Sec. 1701. Eligibility for Individuals with Income Below 133 1⁄3 Percent of the Federal Poverty Level..[edit]

(a) Eligibility for Non-traditional Individuals with Income Below 133 Percent of the Federal Poverty Level.—
(1) In General.—
Section 1902(a)(10)(A)(i) of the Social Security Act (42 U.S.C. 1396b(a)(10)(A)(i) is amended—
(A) by striking ``or´´ at the end of subclause (VI);
(B) by adding ``or´´ at the end of subclause (VII); and
(C) by adding at the end the following new subclause:


``(VIII) who are under 65 years of age, who are not described in a previous subclause of this clause, and who are in families whose income (determined using methodologies and procedures specified by the Secretary in consultation with the Health Choices Commissioner) does not exceed 1331⁄3 percent of the income official poverty line (as defined by the Office of Management and Budget, and revised annually in accordance with section 673(2) of the Omnibus Budget Reconciliation Act of 1981) applicable to a family of the size involved;´´.


(2) 100% FMAP for Non-Traditional Medicaid Eligible Individuals.—
Section 1905 of such Act (42 U.S.C. 1396d) is amended—
(A) in the third sentence of subsection (b) by inserting before the period at the end the following: ``and with respect to amounts described in subsection (y)´´; and
(B) by adding at the end the following new subsection:


``(y) Additional expenditures subject to 100% FMAP.—For purposes of section 1905(b), the amounts described in this subsection are the following:
``(1) Amounts expended for medical assistance for individuals described in subclause (VIII) of section 1902(a)(10)(A)(i).´´.


(3) Construction.—
Nothing in this subsection shall be construed as not providing for coverage under subclause (VIII) of section 1902(a)(10)(A)(i) of the Social Security Act, as added by paragraph (1) of, and an increased FMAP under the amendment made by paragraph (2) for, an individual who has been provided medical assistance under title XIX of the Act under a demonstration waiver approved under section 1115 of such Act or with State funds.
(4) Conforming Amendment.—
Section 1903(f)(4) of the Social Security Act (42 U.S.C. 1396b(f)(4)) is amended by inserting ``1902(a)(10)(A)(i)(VIII),´´ after ``1902(a)(10)(A)(i)(VII),´´.
(b) Eligibility for traditional Medicaid eligible individuals with income not exceeding 1331⁄3 percent of the Federal poverty level.—
(1) In General.—
Section 1902(a)(10)(A)(i) of the Social Security Act (42 U.S.C. 1396b(a)(10)(A)(i)), as amended by subsection (a), is amended—
(A) by striking ``or´´ at the end of subclause (VII);
(B) by adding ``or´´ at the end of subclause (VIII); and
(C) by adding at the end the following new subclause:


``(IX) who are under 65 years of age, who would be eligible for medical assistance under the State plan under one of subclauses (I) through (VII) (based on the income standards, methodologies, and procedures in effect as of June 16, 2009) but for income and who are in families whose income does not exceed 1331⁄3 percent of the income official poverty line (as defined by the Office of Management and Budget, and revised annually in accordance with section 673(2) of the Omnibus Budget Reconciliation Act of 1981) applicable to a family of the size involved;´´.

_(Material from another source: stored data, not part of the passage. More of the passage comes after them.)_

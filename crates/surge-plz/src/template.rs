//! TestRun template for load-zone runs
//!
//! Every run a zone materializes shares the same skeleton: an emptyDir
//! archive volume, the zone's pod defaults and the zone's token. The
//! per-run bits (image, parallelism, archive, env, arguments) are
//! overlaid when the run id arrives.

use k8s_openapi::api::core::v1::{
    Container, EmptyDirVolumeSource, EnvVar, ResourceRequirements, Volume, VolumeMount,
};
use kube::api::ObjectMeta;
use kube::{Resource, ResourceExt};
use surge_common::crd::{
    Cleanup, PodOptions, PrivateLoadZone, Script, TestRun, TestRunSpec,
};
use surge_common::Result;
use surge_cloud::types::TestRunData;
use surge_cloud::{aggregation, DEFAULT_INGEST_URL};

const ARCHIVE_VOLUME: &str = "archive-volume";
const ARCHIVE_PATH: &str = "/test/archive.tar";
const ARCHIVE_HELPER_IMAGE: &str = "ghcr.io/grafana/k6-operator:latest-starter";
const LOKI_PUSH_URL: &str = "https://cloudlogs.k6.io/api/v1/push";

/// Deterministic TestRun name for a backend run id
///
/// Creation is retried freely; the fixed name is what makes duplicate
/// deliveries of the same id collapse into one resource.
pub fn plz_test_name(test_run_id: &str) -> String {
    format!("plz-test-{test_run_id}")
}

/// Skeleton TestRun shared by all runs of one zone
#[derive(Clone, Debug)]
pub struct TestRunTemplate {
    zone_name: String,
    base: TestRun,
}

impl TestRunTemplate {
    /// Build the skeleton from the zone's spec
    ///
    /// Only zone-wide fields are set here; see [`TestRunTemplate::complete`]
    /// for the per-run overlay.
    pub fn new(plz: &PrivateLoadZone) -> Self {
        let volume = Volume {
            name: ARCHIVE_VOLUME.to_string(),
            empty_dir: Some(EmptyDirVolumeSource::default()),
            ..Default::default()
        };
        let volume_mount = VolumeMount {
            name: ARCHIVE_VOLUME.to_string(),
            mount_path: "/test".to_string(),
            ..Default::default()
        };

        let resources = if plz.spec.resources.is_empty() {
            None
        } else {
            Some(ResourceRequirements {
                limits: Some(plz.spec.resources.clone()),
                ..Default::default()
            })
        };

        let base = TestRun {
            metadata: ObjectMeta {
                namespace: plz.namespace(),
                owner_references: plz.controller_owner_ref(&()).map(|r| vec![r]),
                ..Default::default()
            },
            spec: TestRunSpec {
                script: Script {
                    local_file: Some(ARCHIVE_PATH.to_string()),
                    ..Default::default()
                },
                runner: Some(PodOptions {
                    image_pull_secrets: plz.spec.image_pull_secrets.clone(),
                    service_account_name: plz.spec.service_account_name.clone(),
                    node_selector: plz.spec.node_selector.clone(),
                    resources,
                    volumes: vec![volume],
                    volume_mounts: vec![volume_mount],
                    env_from: plz.spec.config.clone(),
                    ..Default::default()
                }),
                starter: Some(PodOptions {
                    service_account_name: plz.spec.service_account_name.clone(),
                    node_selector: plz.spec.node_selector.clone(),
                    image_pull_secrets: plz.spec.image_pull_secrets.clone(),
                    ..Default::default()
                }),
                cleanup: Some(Cleanup::Post),
                token: Some(plz.spec.token.clone()),
                ..Default::default()
            },
            status: None,
        };

        Self {
            zone_name: plz.name_any(),
            base,
        }
    }

    /// Overlay one run's data onto the skeleton
    pub fn complete(&self, data: &TestRunData) -> Result<TestRun> {
        let mut tr = self.base.clone();
        tr.metadata.name = Some(plz_test_name(&data.test_run_id));

        let mut env = data.env_vars();
        env.push(EnvVar {
            name: "K6_CLOUD_HOST".to_string(),
            value: Some(DEFAULT_INGEST_URL.to_string()),
            ..Default::default()
        });
        if let Some(encoded) = &data.aggregation_vars {
            env.extend(aggregation::decode(encoded)?);
        }

        // runner is always present on the skeleton
        if let Some(runner) = tr.spec.runner.as_mut() {
            runner.image = Some(data.runner_image.clone());
            runner.init_containers = vec![archive_download_container(
                &data.archive_url,
                &runner.volume_mounts,
            )];
            runner.env = env;
        }

        tr.spec.parallelism = data.instance_count;
        tr.spec.arguments = Some(format!(
            "--out cloud --no-thresholds --log-output=loki={LOKI_PUSH_URL},label.lz={},label.test_run_id={},header.Authorization=\"Token $(K6_CLOUD_TOKEN)\"",
            self.zone_name, data.test_run_id,
        ));
        tr.spec.test_run_id = Some(data.test_run_id.clone());

        Ok(tr)
    }
}

/// Init container downloading the packed test archive
fn archive_download_container(archive_url: &str, mounts: &[VolumeMount]) -> Container {
    Container {
        name: "archive-download".to_string(),
        image: Some(ARCHIVE_HELPER_IMAGE.to_string()),
        command: Some(vec![
            "sh".to_string(),
            "-c".to_string(),
            format!("curl -X GET -L '{archive_url}' > {ARCHIVE_PATH} ; ls -l /test"),
        ]),
        volume_mounts: Some(mounts.to_vec()),
        ..Default::default()
    }
}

(2) 100% FMAP for Certain Traditional Medicaid Eligible Individuals.—
Section 1905(y) of such Act (42 U.S.C. 1396d(b)), as added by subsection (a)(2)(B), is amended by inserting ``or (IX)´´ after ``(VIII)´´.
(3) Construction.—
Nothing in this subsection shall be construed as not providing for coverage under subclause (IX) of section 1902(a)(10)(A)(i) of the Social Security Act, as added by paragraph (1) of, and an increased FMAP under the amendment made by paragraph (2) for, an individual who has been provided medical assistance under title XIX of the Act under a demonstration waiver approved under section 1115 of such Act or with State funds.
(4) Conforming Amendment.—
Section 1903(f)(4) of the Social Security Act (42 U.S.C. 1396b(f)(4)), as amended by subsection (a)(4), is amended by inserting ``1902(a)(10)(A)(i)(IX),´´ after ``1902(a)(10)(A)(i)(VIII),´´.
(c) 100% Matching Rate for Temporary Coverage of Certain Newborns.—
Section 1905(y) of such Act, as added by subsection (a)(2)(B), is amended—
(1) in paragraph (1), by inserting before the period at the end the following: ``, and who is not provided medical assistance under section 1943(b)(2) of this title or section 205(d)(1)(B) of the America's Affordable Health Choices Act of 2009´´; and
(2) by adding at the end the following:


``(2) Amounts expended for medical assistance for children described in section 203(d)(1)(A) of the America's Affordable Health Choices Act of 2009 during the time period specified in such section.´´.


(d) Network Adequacy.—
Section 1932(a)(2) of the Social Security Act (42 U.S.C. 1396u–2(a)(2)) is amended by adding at the end the following new subparagraph:


``(D) Enrollment of non-traditional Medicaid eligibles.—A State may not require under paragraph (1) the enrollment in a managed care entity of an individual described in section 1902(a)(10)(A)(i)(VIII) unless the State demonstrates, to the satisfaction of the Secretary, that the entity, through its provider network and other arrangements, has the capacity to meet the health, mental health, and substance abuse needs of such individuals.´´.


(e) Effective Date.—
The amendments made by this section shall take effect on the first day of Y1, and shall apply with respect to items and services furnished on or after such date.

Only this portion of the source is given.